Should the Missing-Indicator Method be Preferred to Complete Case Analysis When Handling Missingness in a Categorical Regressor?
DOI:
https://doi.org/10.14515/monitoring.2021.4.940Keywords:
categorical data, missing data, missingness at random, missingness not at random, complete case analysis, missing indicator method, regression analysis, simulated data, statistical experiment, Monte Carlo technique, bias, coverageAbstract
If missingness is encountered in a categorical regressor, which approach is preferable: complete case analysis or the missing-indicator method? The former approach implies including in analysis (linear regression in our research) only the cases without missingness across analyzed variables. This approach is embedded in many statistical applications by default, and despite the opinion that its applicability is rather restricted, up-to-date studies provide evidence for its wide applicability – even to missingness not at random.
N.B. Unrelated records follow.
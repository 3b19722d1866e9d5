//! Cache Policies
//!
//! Each policy wraps a [`Store`](crate::cache::Store) and adds its own
//! durability or consistency behavior around the baseline get/set/stats
//! bookkeeping:
//!
//! - [`WriteThroughCache`]: backing store first, local entry second
//! - [`WriteBehindCache`]: local entry first, batched backing writes later
//! - [`DependencyCache`]: invalidation through a dependency graph
//! - [`ReplicatedCache`]: delayed propagation to peer caches

mod dependency;
mod replicated;
mod write_behind;
mod write_through;

use std::time::Duration;

pub use dependency::DependencyCache;
pub use replicated::{Peer, ReplicatedCache};
pub use write_behind::WriteBehindCache;
pub use write_through::WriteThroughCache;

pub(crate) use write_behind::WriteBehindShared;

// == Public Constants ==
/// Default bound on a single backing-store or peer call
pub const DEFAULT_OPERATION_TIMEOUT: Duration = Duration::from_secs(5);

/// Default delay before a write reaches replicated peers
pub const DEFAULT_PROPAGATION_DELAY: Duration = Duration::from_millis(10);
The missing-indicator method, according to which missing data are replaced with a single valid value and a new missing-indicator variable is created, pretends to be an alternative that keeps a full sample available for analysis and, hypothetically, does not lead to the deterioration of parameter estimates. By means of simulated data and a statistical experiment, controlling the factors of missingness mechanism, missingness proportion, and a regression model’s specification, we compare parameter estimates produced by each approach to handling missingness – how biased and inefficient they are. According to the results, no approach leads to crucially biased estimates, but the missing-indicator method produces ineffective estimates.
Acknowledges. The publication was prepared within the framework of the Academic Fund Program at the National Research University Higher School of Economics (HSE) in 2020 (grant No. 20-04-016) and by the Russian Academic Excellence Project «5–100».